Da dieci giorni è scoppiata la guerra in Ucraina. E da 10 giorni l’Italia e l’Europa hanno scoperto l’esistenza del Donbass, della Crimea e (forse) anche della stessa Ucraina. Un mondo distante che prima dell’inizio dei bombardamenti russi, quasi tutti ignoravano. L’informazione non ha mai dato il giusto spazio alla crisi del Mar Nero, se non per raccontare le storie (con particolare attenzione al gossip e ai dettagli pruriginosi) di qualche italiano che ha deciso di partire per il Donbass e combattere al fianco dei separatisti russi.
Ad aprile 2021, quindi un anno fa, da queste pagine davamo conto di un’accelerazione del livello di allerta in Donbass dove Putin aveva intenzione di entrare. Ma ancora prima, abbiamo informato i nostri lettori sulla crisi del Mar Nero che va avanti da anni.
Adesso, dopo 10 giorni di guerra e un numero di vittime impossibile da stimare con precisione, l’Italia e l’Europa si chiedono se tutto questo si sarebbe potuto evitare. Non abbiamo gli strumenti per rispondere a questa domanda, ma di certo possiamo affermare che la conoscenza a volte aiuta a sbagliare meno. E informare l’opinione pubblica su ciò che accade, anche fuori dai confini nazionali, è importante per creare movimenti di pensiero che possono, in alcuni casi, orientare le scelte dei governi. Del resto, proprio questa guerra sta mostrando i rischi della comunicazione pilotata, della propaganda, ma anche l’importanza dell’informazione.

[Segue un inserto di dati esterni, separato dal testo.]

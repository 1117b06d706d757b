//! Typed caption overlay specifications.
//!
//! A [`DrawTextSpec`] is the renderer-neutral description of one burned-in
//! caption: escaped text, a display window, and a font size. Lowering to
//! the ffmpeg drawtext grammar happens in one place so the caption
//! scheduler never handles filter syntax.

use reel_models::CaptionSchedule;

use crate::captions::escape_overlay_text;

/// One caption overlay, gated to its display window.
#[derive(Debug, Clone, PartialEq)]
pub struct DrawTextSpec {
    /// Filter-safe (already escaped) caption text.
    pub text: String,
    /// Window start in seconds.
    pub start: f64,
    /// Window end in seconds.
    pub end: f64,
    /// Font size in pixels.
    pub font_size: u32,
}

impl DrawTextSpec {
    /// Build overlay specs from a caption schedule, skipping blank lines.
    pub fn from_schedule(schedule: &CaptionSchedule, font_size: u32) -> Vec<Self> {
        schedule
            .iter()
            .filter_map(|line| {
                let text = escape_overlay_text(&line.text);
                if text.is_empty() {
                    return None;
                }
                Some(Self {
                    text,
                    start: line.start,
                    end: line.end,
                    font_size,
                })
            })
            .collect()
    }

    /// Lower this spec to a drawtext filter expression.
    ///
    /// Single centered line near the bottom of the frame, boxed for
    /// contrast, enabled only inside its window.
    pub fn to_filter(&self) -> String {
        format!(
            "drawtext=text='{}':fontcolor=white:fontsize={}:box=1:boxcolor=black@0.5:boxborderw=12:x=(w-text_w)/2:y=h-(h/5):enable='between(t,{:.3},{:.3})'",
            self.text, self.font_size, self.start, self.end
        )
    }
}

/// Chain overlay specs into a single filter expression.
///
/// Returns `None` when there is nothing to draw.
pub fn build_drawtext_chain(specs: &[DrawTextSpec]) -> Option<String> {
    if specs.is_empty() {
        return None;
    }
    Some(
        specs
            .iter()
            .map(DrawTextSpec::to_filter)
            .collect::<Vec<_>>()
            .join(","),
    )
}

#[cfg(test)]
mod tests {
    use super::*;
    use reel_models::{CaptionLine, CaptionSchedule};

    fn schedule() -> CaptionSchedule {
        CaptionSchedule::new(
            vec![
                CaptionLine::new("first line", 0.0, 2.5),
                CaptionLine::new("", 2.5, 5.0),
                CaptionLine::new("it's 100% news", 5.0, 7.5),
            ],
            7.5,
        )
    }

    #[test]
    fn test_blank_lines_emit_no_overlay() {
        let specs = DrawTextSpec::from_schedule(&schedule(), 36);
        assert_eq!(specs.len(), 2);
        assert_eq!(specs[0].text, "first line");
    }

    #[test]
    fn test_specs_carry_escaped_text() {
        let specs = DrawTextSpec::from_schedule(&schedule(), 36);
        assert_eq!(specs[1].text, "it\\'s 100\\% news");
    }

    #[test]
    fn test_filter_contains_enable_window() {
        let spec = DrawTextSpec {
            text: "hello".to_string(),
            start: 2.5,
            end: 5.0,
            font_size: 40,
        };
        let filter = spec.to_filter();
        assert!(filter.contains("enable='between(t,2.500,5.000)'"));
        assert!(filter.contains("fontsize=40"));
        assert!(filter.contains("x=(w-text_w)/2"));
    }

    #[test]
    fn test_chain_joins_with_comma() {
        let specs = DrawTextSpec::from_schedule(&schedule(), 36);
        let chain = build_drawtext_chain(&specs).unwrap();
        assert_eq!(chain.matches("drawtext=").count(), 2);
        assert!(chain.contains("',drawtext="));
    }

    #[test]
    fn test_empty_chain() {
        assert!(build_drawtext_chain(&[]).is_none());
    }
}
//! Reel generation request models.

use serde::{Deserialize, Serialize};
use std::fmt;
use std::path::PathBuf;
use uuid::Uuid;
use validator::Validate;

use crate::LanguageCode;

/// Default caption font size in pixels.
pub const DEFAULT_FONT_SIZE: u32 = 36;

/// Default canvas background color when no image is supplied.
pub const DEFAULT_BACKGROUND_COLOR: &str = "black";

/// Unique identifier for a reel request.
#[derive(Debug, Clone, PartialEq, Eq, Hash, Serialize, Deserialize)]
#[serde(transparent)]
pub struct RequestId(pub String);

impl RequestId {
    /// Generate a new random request ID.
    pub fn new() -> Self {
        Self(Uuid::new_v4().to_string())
    }

    /// Create from an existing string.
    pub fn from_string(s: impl Into<String>) -> Self {
        Self(s.into())
    }

    /// Get the inner string.
    pub fn as_str(&self) -> &str {
        &self.0
    }
}

impl Default for RequestId {
    fn default() -> Self {
        Self::new()
    }
}

impl fmt::Display for RequestId {
    fn fmt(&self, f: &mut fmt::Formatter<'_>) -> fmt::Result {
        write!(f, "{}", self.0)
    }
}

/// A request to generate one narrated, captioned reel.
///
/// `text` must be non-empty after trimming; the pipeline rejects the
/// request before any external call otherwise.
#[derive(Debug, Clone, Serialize, Deserialize, Validate)]
pub struct ReelRequest {
    /// Narration source text (pre-translation).
    #[validate(length(min = 1, message = "reel text must be non-empty"))]
    pub text: String,

    /// Target language for translation and speech.
    pub target_language: LanguageCode,

    /// Where the finished video is written.
    pub output_path: PathBuf,

    /// Caption font size in pixels.
    #[serde(default = "default_font_size")]
    #[validate(range(min = 1, message = "font size must be positive"))]
    pub font_size: u32,

    /// Canvas background color (ffmpeg color name or 0xRRGGBB).
    #[serde(default = "default_background_color")]
    pub background_color: String,

    /// Optional still image used as the looped background layer.
    /// A nonexistent path behaves as if no image was supplied.
    #[serde(default, skip_serializing_if = "Option::is_none")]
    pub background_image_path: Option<PathBuf>,
}

fn default_font_size() -> u32 {
    DEFAULT_FONT_SIZE
}

fn default_background_color() -> String {
    DEFAULT_BACKGROUND_COLOR.to_string()
}

impl ReelRequest {
    /// Create a request with default styling.
    pub fn new(
        text: impl Into<String>,
        target_language: LanguageCode,
        output_path: impl Into<PathBuf>,
    ) -> Self {
        Self {
            text: text.into(),
            target_language,
            output_path: output_path.into(),
            font_size: DEFAULT_FONT_SIZE,
            background_color: DEFAULT_BACKGROUND_COLOR.to_string(),
            background_image_path: None,
        }
    }

    /// Set the caption font size.
    pub fn with_font_size(mut self, font_size: u32) -> Self {
        self.font_size = font_size;
        self
    }

    /// Set the canvas background color.
    pub fn with_background_color(mut self, color: impl Into<String>) -> Self {
        self.background_color = color.into();
        self
    }

    /// Set the background image path.
    pub fn with_background_image(mut self, path: impl Into<PathBuf>) -> Self {
        self.background_image_path = Some(path.into());
        self
    }

    /// Whether the request carries any usable narration text.
    pub fn has_text(&self) -> bool {
        !self.text.trim().is_empty()
    }
}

Un video postato su Youtube in questi giorni di conflitto, riprende le dichiarazioni di tre poliziotti-militari russi, inviati nella confinante Bielorussia, che ammettono di essere stati addestrati sino dal 2021 per un’invasione in Ucraina. Ogni genere di materiale che circola sul web deve essere valutato attentamente a causa della propaganda che arriva da tutti i fronti, ma emerge con sempre maggiore chiarezza la premeditazione dell’invasione da parte del presidente russo che, forse, ha perso il controllo di sé stesso e della stessa Confederazione. In numerose città sarebbero comparsi manifesti dell’opposizione che lo comparano a Hitler, inneggiando alla sua fine. Gli oligarchi, nel mirino di Europa e Usa che hanno deciso sanzioni pesanti, potrebbero lentamente voltargli le spalle. Si tenta di creare il vuoto attorno a Putin, mentre lo zar lo crea intorno ai suoi cittadini. Le operazioni sul terreno vedono le truppe russe in difficoltà a fronte di una forte volontà di resistenza degli ucraini che, da tutta Europa, stanno affluendo in massa per unirsi alla resistenza.
E allora Putin stringe la morsa anche intorno ai russi con una legge che punisce con 15 anni di reclusione chi diffonde fake news. Chiude testate indipendenti, blocca l’accesso a Facebook e Twitter così come ai siti d’informazione stranieri. Tutto pur di veicolare le informazioni sulla guerra che ritiene più utili alla sua causa. È la propaganda, bellezza! Che in guerra è un’arma al pari di carri armati e missili.
Proprio per questo, l’informazione di paesi che si definiscono democratici non può permettersi il lusso di seguire mode e tendenze (magari dei social) nella selezione delle notizie.